Mais quand même ça m’a fichu un coup.
Je venais de terminer la veille « Baumgartner » qui m’a beaucoup touché et que je devinais être son chant du cygne.
Un ouvrage où son double revient sur des épisodes de sa vie et son grand amour.
Il y a de très beaux passages dans ce livre que j’ai trouvé mélancolique, mais pas nostalgique, un livre apaisé d’un homme qui sait que ses jours sont comptés.
Un livre que j’ai beaucoup aimé malgré une fin que j’ai trouvée un peu décevante, mais comment lui en tenir rigueur…

Paul Auster est pour moi un auteur majeur du dernier demi siècle.
L’un des rares dont j’ai relu certains ouvrages (« Léviathan » « La musique du hasard » « Le voyage d’Anna Blume »…)
Anna Blume qui revient dans son oeuvre ultime.

Je remercie Arnaud Viviant de m’avoir fait découvrir Paul Auster dans les années 90.

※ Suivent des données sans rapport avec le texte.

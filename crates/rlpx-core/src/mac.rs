// Copyright (c) 2024-2026 Vanyo Vanev / Tech Art Ltd
// SPDX-License-Identifier: MPL-2.0
//
// This Source Code Form is subject to the terms of the Mozilla Public
// License, v. 2.0. If a copy of the MPL was not distributed with this
// file, You can obtain one at https://mozilla.org/MPL/2.0/.
use aes::cipher::{BlockEncrypt, KeyInit};
use aes::Aes256;
use sha3::{Digest, Keccak256};

/// Running keccak-256 MAC state for one direction of an RLPx connection.
///
/// The state advances exactly once per header and once per body; sender
/// and receiver must apply the same updates in the same order or every
/// subsequent MAC check fails. There is no resynchronisation.
#[derive(Clone, Debug)]
pub struct MacChain {
    cipher: Aes256,
    digest: Keccak256,
}

impl MacChain {
    /// Seed a direction: `keccak(mac-secret XOR nonce || handshake-bytes)`.
    ///
    /// The egress chain is seeded with the *remote* nonce and the handshake
    /// ciphertext this side sent; the ingress chain with the *local* nonce
    /// and the ciphertext received. The pairing mirrors between peers.
    pub fn seeded(mac_secret: [u8; 32], nonce: &[u8; 32], handshake_bytes: &[u8]) -> Self {
        let mut xored = mac_secret;
        for (byte, n) in xored.iter_mut().zip(nonce) {
            *byte ^= n;
        }
        let mut digest = Keccak256::new();
        digest.update(xored);
        digest.update(handshake_bytes);
        Self {
            cipher: Aes256::new(&mac_secret.into()),
            digest,
        }
    }

    /// Advance the chain over one header ciphertext and return its MAC.
    pub fn header_mac(&mut self, header_ciphertext: &[u8; 16]) -> [u8; 16] {
        let whitened = self.encrypt_block(self.current());
        let mut update = [0u8; 16];
        for (idx, byte) in update.iter_mut().enumerate() {
            *byte = whitened[idx] ^ header_ciphertext[idx];
        }
        self.digest.update(update);
        self.current()
    }

    /// Advance the chain over one body ciphertext and return its MAC.
    pub fn body_mac(&mut self, body_ciphertext: &[u8]) -> [u8; 16] {
        self.digest.update(body_ciphertext);
        let seed = self.current();
        let whitened = self.encrypt_block(seed);
        let mut update = [0u8; 16];
        for (idx, byte) in update.iter_mut().enumerate() {
            *byte = whitened[idx] ^ seed[idx];
        }
        self.digest.update(update);
        self.current()
    }

    fn current(&self) -> [u8; 16] {
        let full = self.digest.clone().finalize();
        let mut out = [0u8; 16];
        out.copy_from_slice(&full[..16]);
        out
    }

    fn encrypt_block(&self, input: [u8; 16]) -> [u8; 16] {
        let mut block = input.into();
        self.cipher.encrypt_block(&mut block);
        block.into()
    }
}

#[cfg(test)]
mod tests {
    use super::*;

    #[test]
    fn mirrored_seeds_agree_on_every_frame() {
        let secret = [0x42u8; 32];
        let nonce = [7u8; 32];
        let mut egress = MacChain::seeded(secret, &nonce, b"handshake bytes");
        let mut ingress = MacChain::seeded(secret, &nonce, b"handshake bytes");

        for round in 0u8..4 {
            let header = [round; 16];
            assert_eq!(egress.header_mac(&header), ingress.header_mac(&header));
            let body = vec![round ^ 0xFF; 48];
            assert_eq!(egress.body_mac(&body), ingress.body_mac(&body));
        }
    }

    #[test]
    fn chain_diverges_after_differing_input() {
        let secret = [1u8; 32];
        let nonce = [2u8; 32];
        let mut a = MacChain::seeded(secret, &nonce, b"seed");
        let mut b = MacChain::seeded(secret, &nonce, b"seed");

        a.header_mac(&[0u8; 16]);
        b.header_mac(&[1u8; 16]);
        // Once the inputs differ the chains never re-align.
        assert_ne!(a.body_mac(&[0u8; 16]), b.body_mac(&[0u8; 16]));
    }

    #[test]
    fn seed_depends_on_nonce_and_handshake_bytes() {
        let secret = [3u8; 32];
        let mut base = MacChain::seeded(secret, &[0u8; 32], b"auth");
        let mut other_nonce = MacChain::seeded(secret, &[1u8; 32], b"auth");
        let mut other_bytes = MacChain::seeded(secret, &[0u8; 32], b"ack");

        let header = [9u8; 16];
        let reference = base.header_mac(&header);
        assert_ne!(reference, other_nonce.header_mac(&header));
        assert_ne!(reference, other_bytes.header_mac(&header));
    }
}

Avant d’avoir la notoriété qu’apporte un siège à la tribune du Masque et la Plume, jeune journaliste aux Inrocks, il venait régulièrement parler littérature dans l’émission de Bernard Lenoir, déjà sur France Inter.
Et tandis que ce dernier me faisait découvrir les groupes de cette époque foisonnante qui pour moi constitue l’âge d’or de la musique rock, Arnaud Viviant venait causer livres, et il avait si bien parlé de « Léviathan »que j’ai été l’acheter, et j’ai adoré.
Je me suis alors précipité sur ses ouvrages précédents et Paul Auster est devenu mon auteur fétiche.
Jusqu’à la fin des années 90 après « Tombouctou » que je n’avais pas trop aimé.
Déjà je n’avais pas été convaincu par sa période cinématographique avec « Smoke » et « Brooklyn Boogie ».
Et puis j’ai arrêté de suivre sa production dans les années 2000.
J’ai du lire un ou deux livres empruntés à la bibliothèque, mais je n’y ai pas retrouvé la magie de ses premiers ouvrages.
Sans doute aussi était-ce du à la difficile période que je traversais à ce moment de ma vie.
Ce n’est pas toujours l’auteur qui est mauvais, c’est parfois le lecteur.
J’ai replongé dans « Austerland » lorsque Lili m’a offert, pour mon anniversaire 4321.
Un pavé, une écriture et un récit virtuoses, mais j’ai eu du mal à suivre car j’avais beaucoup de mal à me concentrer à cette époque, assommé que j’étais par les neuroleptiques.
Il faudrait que je le relise.
J’ai d’ailleurs très envie de relire ces bouquins que j’ai adorés il y a une trentaine d’années.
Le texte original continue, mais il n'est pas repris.